Exercise directions: Where does the word "pages" appear in the data? Copy every line that holds it.

= Beginning of Section =

//! Listing query construction.
//!
//! A [`QueryBuilder`] holds a list of predicates that are joined with `AND`.
//! The same list renders both the `COUNT(*)` statement and the paginated
//! fetch statement, so the reported total always describes the same row set
//! the pages are cut from.

pub const DEFAULT_LIMIT: i64 = 20;
pub const MAX_LIMIT: i64 = 100;

/// A bind parameter for a rendered statement.
#[derive(Debug, Clone, PartialEq, Eq)]
pub enum SqlParam {
    Text(String),
    Int(i64),
}

/// Optional constraints for one listing request.
#[derive(Debug, Clone, PartialEq, Eq)]
pub struct FilterSpec {
    pub category: Option<String>,
    pub search_term: Option<String>,
    pub status: Option<String>,
    pub limit: i64,
    pub offset: i64,
}

impl Default for FilterSpec {
    fn default() -> Self {
        Self {
            category: None,
            search_term: None,
            status: None,
            limit: DEFAULT_LIMIT,
            offset: 0,
        }
    }
}

impl FilterSpec {
    /// Normalizes raw request values. Blank strings become "no filter",
    /// a missing or non-positive limit becomes the default, and negative
    /// offsets are clamped to zero.
    pub fn from_params(
        category: Option<String>,
        search_term: Option<String>,
        status: Option<String>,
        limit: Option<i64>,
        offset: Option<i64>,
    ) -> Self {
        Self {
            category: non_blank(category),
            search_term: non_blank(search_term),
            status: non_blank(status),
            limit: limit
                .filter(|l| *l > 0)
                .unwrap_or(DEFAULT_LIMIT)
                .min(MAX_LIMIT),
            offset: offset.unwrap_or(0).max(0),
        }
    }
}

fn non_blank(value: Option<String>) -> Option<String> {
    value
        .map(|v| v.trim().to_string())
        .filter(|v| !v.is_empty())
}

/// Escapes LIKE metacharacters so the term matches literally.
pub fn escape_like(term: &str) -> String {
    let mut escaped = String::with_capacity(term.len() + 2);
    for ch in term.chars() {
        if matches!(ch, '\\' | '%' | '_') {
            escaped.push('\\');
        }
        escaped.push(ch);
    }
    escaped
}

/// Shape of a table the listing endpoints page over.
#[derive(Debug, Clone, Copy)]
pub struct ListingTable {
    pub name: &'static str,
    pub columns: &'static str,
    pub category_column: &'static str,
    pub search_columns: &'static [&'static str],
    /// Tables without a status column ignore `FilterSpec::status`.
    pub status_column: Option<&'static str>,
    /// Must be a total order, otherwise pages can overlap.
    pub order_by: &'static str,
}

pub const BUSINESSES: ListingTable = ListingTable {
    name: "businesses",
    columns: "id, business_name, category, location, contact_name, tel, email, website, \
              description, image_url, featured, created_at",
    category_column: "category",
    search_columns: &["business_name", "description"],
    status_column: None,
    order_by: "business_name ASC, id ASC",
};

pub const APPLICATIONS: ListingTable = ListingTable {
    name: "business_applications",
    columns: "id, business_name, location, category, contact_name, tel, email, website, \
              description, image_url, status, application_type, business_id, submitted_at",
    category_column: "category",
    search_columns: &["business_name", "description"],
    status_column: Some("status"),
    order_by: "submitted_at DESC, id DESC",
};

/// One `AND` term. Placeholders are written as `?` and numbered on render.
#[derive(Debug, Clone, PartialEq, Eq)]
struct Predicate {
    clause: String,
    params: Vec<SqlParam>,
}

#[derive(Debug, Clone, PartialEq, Eq)]
pub struct BuiltQuery {
    pub sql: String,
    pub params: Vec<SqlParam>,
}

#[derive(Debug, Clone, PartialEq, Eq)]
pub struct ListingQuery {
    pub count: BuiltQuery,
    pub fetch: BuiltQuery,
}

#[derive(Debug, Clone)]
pub struct QueryBuilder {
    table: ListingTable,
    predicates: Vec<Predicate>,
}

impl QueryBuilder {
    pub fn new(table: ListingTable) -> Self {
        Self {
            table,
            predicates: Vec::new(),
        }
    }

    /// Adds a raw predicate. Each `?` in `clause` consumes one entry of `params`.
    pub fn and_where(mut self, clause: impl Into<String>, params: Vec<SqlParam>) -> Self {
        let clause = clause.into();
        debug_assert_eq!(clause.matches('?').count(), params.len());
        self.predicates.push(Predicate { clause, params });
        self
    }

    pub fn category(self, category: Option<&str>) -> Self {
        match category {
            Some(category) => {
                let clause = format!("{} = ?", self.table.category_column);
                self.and_where(clause, vec![SqlParam::Text(category.to_string())])
            }
            None => self,
        }
    }

    pub fn search(self, term: Option<&str>) -> Self {
        let Some(term) = term.map(str::trim).filter(|t| !t.is_empty()) else {
            return self;
        };
        if self.table.search_columns.is_empty() {
            return self;
        }

        let pattern = format!("%{}%", escape_like(term));
        let tests: Vec<String> = self
            .table
            .search_columns
            .iter()
            .map(|column| format!("{column} ILIKE ?"))
            .collect();
        let params = vec![SqlParam::Text(pattern); tests.len()];
        let clause = format!("({})", tests.join(" OR "));
        self.and_where(clause, params)
    }

    pub fn status(self, status: Option<&str>) -> Self {
        match (self.table.status_column, status) {
            (Some(column), Some(status)) => {
                let clause = format!("{column} = ?");
                self.and_where(clause, vec![SqlParam::Text(status.to_string())])
            }
            _ => self,
        }
    }

    pub fn filter(self, spec: &FilterSpec) -> Self {
        self.category(spec.category.as_deref())
            .search(spec.search_term.as_deref())
            .status(spec.status.as_deref())
    }

    /// Renders the shared `WHERE` clause with placeholders starting at `$1`.
    fn render_where(&self) -> (String, Vec<SqlParam>) {
        if self.predicates.is_empty() {
            return (String::new(), Vec::new());
        }

        let mut params = Vec::new();
        let mut next_index = 1;
        let mut rendered = Vec::with_capacity(self.predicates.len());

        for predicate in &self.predicates {
            let mut clause = String::with_capacity(predicate.clause.len() + 4);
            for ch in predicate.clause.chars() {
                if ch == '?' {
                    clause.push_str(&format!("${next_index}"));
                    next_index += 1;
                } else {
                    clause.push(ch);
                }
            }
            rendered.push(clause);
            params.extend(predicate.params.iter().cloned());
        }

        (format!(" WHERE {}", rendered.join(" AND ")), params)
    }

    pub fn build_count(&self) -> BuiltQuery {
        let (where_clause, params) = self.render_where();
        BuiltQuery {
            sql: format!("SELECT COUNT(*) FROM {}{}", self.table.name, where_clause),
            params,
        }
    }

    pub fn build_fetch(&self, limit: i64, offset: i64) -> BuiltQuery {
        let (where_clause, mut params) = self.render_where();
        let limit_index = params.len() + 1;
        let sql = format!(
            "SELECT {} FROM {}{} ORDER BY {} LIMIT ${} OFFSET ${}",
            self.table.columns,
            self.table.name,
            where_clause,
            self.table.order_by,
            limit_index,
            limit_index + 1,
        );
        params.push(SqlParam::Int(limit));
        params.push(SqlParam::Int(offset));
        BuiltQuery { sql, params }
    }

    pub fn build(&self, limit: i64, offset: i64) -> ListingQuery {
        ListingQuery {
            count: self.build_count(),
            fetch: self.build_fetch(limit, offset),
        }
    }
}

/// Builds the count/fetch pair for `spec` against `table`.
pub fn listing_query(table: ListingTable, spec: &FilterSpec) -> ListingQuery {
    QueryBuilder::new(table)
        .filter(spec)
        .build(spec.limit, spec.offset)
}

#[cfg(test)]
mod tests {
    use super::*;

    fn text(value: &str) -> SqlParam {
        SqlParam::Text(value.to_string())
    }

    #[test]
    fn unfiltered_listing_has_no_where_clause() {
        let query = listing_query(BUSINESSES, &FilterSpec::default());

        assert_eq!(query.count.sql, "SELECT COUNT(*) FROM businesses");
        assert!(query.count.params.is_empty());
        assert!(query
            .fetch
            .sql
            .ends_with("FROM businesses ORDER BY business_name ASC, id ASC LIMIT $1 OFFSET $2"));
        assert_eq!(query.fetch.params, vec![SqlParam::Int(20), SqlParam::Int(0)]);
    }

    #[test]
    fn category_and_search_compose_with_and() {
        let spec = FilterSpec::from_params(
            Some("Retail & Shopping".into()),
            Some("bakery".into()),
            None,
            Some(2),
            Some(0),
        );
        let query = listing_query(BUSINESSES, &spec);

        assert_eq!(
            query.count.sql,
            "SELECT COUNT(*) FROM businesses WHERE category = $1 AND \
             (business_name ILIKE $2 OR description ILIKE $3)"
        );
        assert_eq!(
            query.count.params,
            vec![text("Retail & Shopping"), text("%bakery%"), text("%bakery%")]
        );
        assert!(query.fetch.sql.contains(
            "WHERE category = $1 AND (business_name ILIKE $2 OR description ILIKE $3) \
             ORDER BY business_name ASC, id ASC LIMIT $4 OFFSET $5"
        ));
        assert_eq!(&query.fetch.params[..3], &query.count.params[..]);
        assert_eq!(&query.fetch.params[3..], &[SqlParam::Int(2), SqlParam::Int(0)]);
    }

    #[test]
    fn count_and_fetch_share_the_predicate_for_every_window() {
        let spec = FilterSpec::from_params(
            Some("Food & Dining".into()),
            Some("cafe".into()),
            None,
            Some(10),
            None,
        );
        let builder = QueryBuilder::new(BUSINESSES).filter(&spec);
        let count = builder.build_count();
        let where_clause = count.sql.trim_start_matches("SELECT COUNT(*) FROM businesses");

        for page in 0..5 {
            let fetch = builder.build_fetch(10, page * 10);
            assert!(fetch.sql.contains(where_clause));
            assert_eq!(&fetch.params[..count.params.len()], &count.params[..]);
            assert_eq!(
                &fetch.params[count.params.len()..],
                &[SqlParam::Int(10), SqlParam::Int(page * 10)]
            );
        }
    }

    #[test]
    fn blank_search_term_is_the_same_as_no_search() {
        let blank = FilterSpec::from_params(None, Some("   ".into()), None, None, None);
        let omitted = FilterSpec::from_params(None, None, None, None, None);

        assert_eq!(blank, omitted);
        assert_eq!(
            listing_query(BUSINESSES, &blank),
            listing_query(BUSINESSES, &omitted)
        );

        let direct = QueryBuilder::new(BUSINESSES).search(Some("")).build_count();
        assert_eq!(direct.sql, "SELECT COUNT(*) FROM businesses");
    }

    #[test]
    fn predicate_order_does_not_change_the_parameter_set() {
        let a = QueryBuilder::new(APPLICATIONS)
            .status(Some("pending"))
            .category(Some("Legal Services"))
            .build_count();
        let b = QueryBuilder::new(APPLICATIONS)
            .category(Some("Legal Services"))
            .status(Some("pending"))
            .build_count();

        let mut a_params = a.params.clone();
        let mut b_params = b.params.clone();
        a_params.sort_by_key(|p| format!("{p:?}"));
        b_params.sort_by_key(|p| format!("{p:?}"));
        assert_eq!(a_params, b_params);
        assert!(a.sql.contains("status = $1 AND category = $2"));
        assert!(b.sql.contains("category = $1 AND status = $2"));
    }

    #[test]
    fn status_is_ignored_for_tables_without_a_status_column() {
        let spec = FilterSpec::from_params(None, None, Some("pending".into()), None, None);

        let businesses = listing_query(BUSINESSES, &spec);
        assert_eq!(businesses.count.sql, "SELECT COUNT(*) FROM businesses");

        let applications = listing_query(APPLICATIONS, &spec);
        assert_eq!(
            applications.count.sql,
            "SELECT COUNT(*) FROM business_applications WHERE status = $1"
        );
        assert!(applications
            .fetch
            .sql
            .contains("ORDER BY submitted_at DESC, id DESC LIMIT $2 OFFSET $3"));
    }

    #[test]
    fn window_values_are_normalized() {
        let spec = FilterSpec::from_params(None, None, None, Some(0), Some(-5));
        assert_eq!(spec.limit, DEFAULT_LIMIT);
        assert_eq!(spec.offset, 0);

        let spec = FilterSpec::from_params(None, None, None, Some(5_000), Some(40));
        assert_eq!(spec.limit, MAX_LIMIT);
        assert_eq!(spec.offset, 40);
    }

    #[test]
    fn search_term_is_trimmed_and_like_escaped() {
        let query = QueryBuilder::new(BUSINESSES)
            .search(Some("  100%_off\\ "))
            .build_count();
        assert_eq!(
            query.params,
            vec![text("%100\\%\\_off\\\\%"), text("%100\\%\\_off\\\\%")]
        );
    }
}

= End of Section =

The answer:
//! the pages are cut from.
    /// Must be a total order, otherwise pages can overlap.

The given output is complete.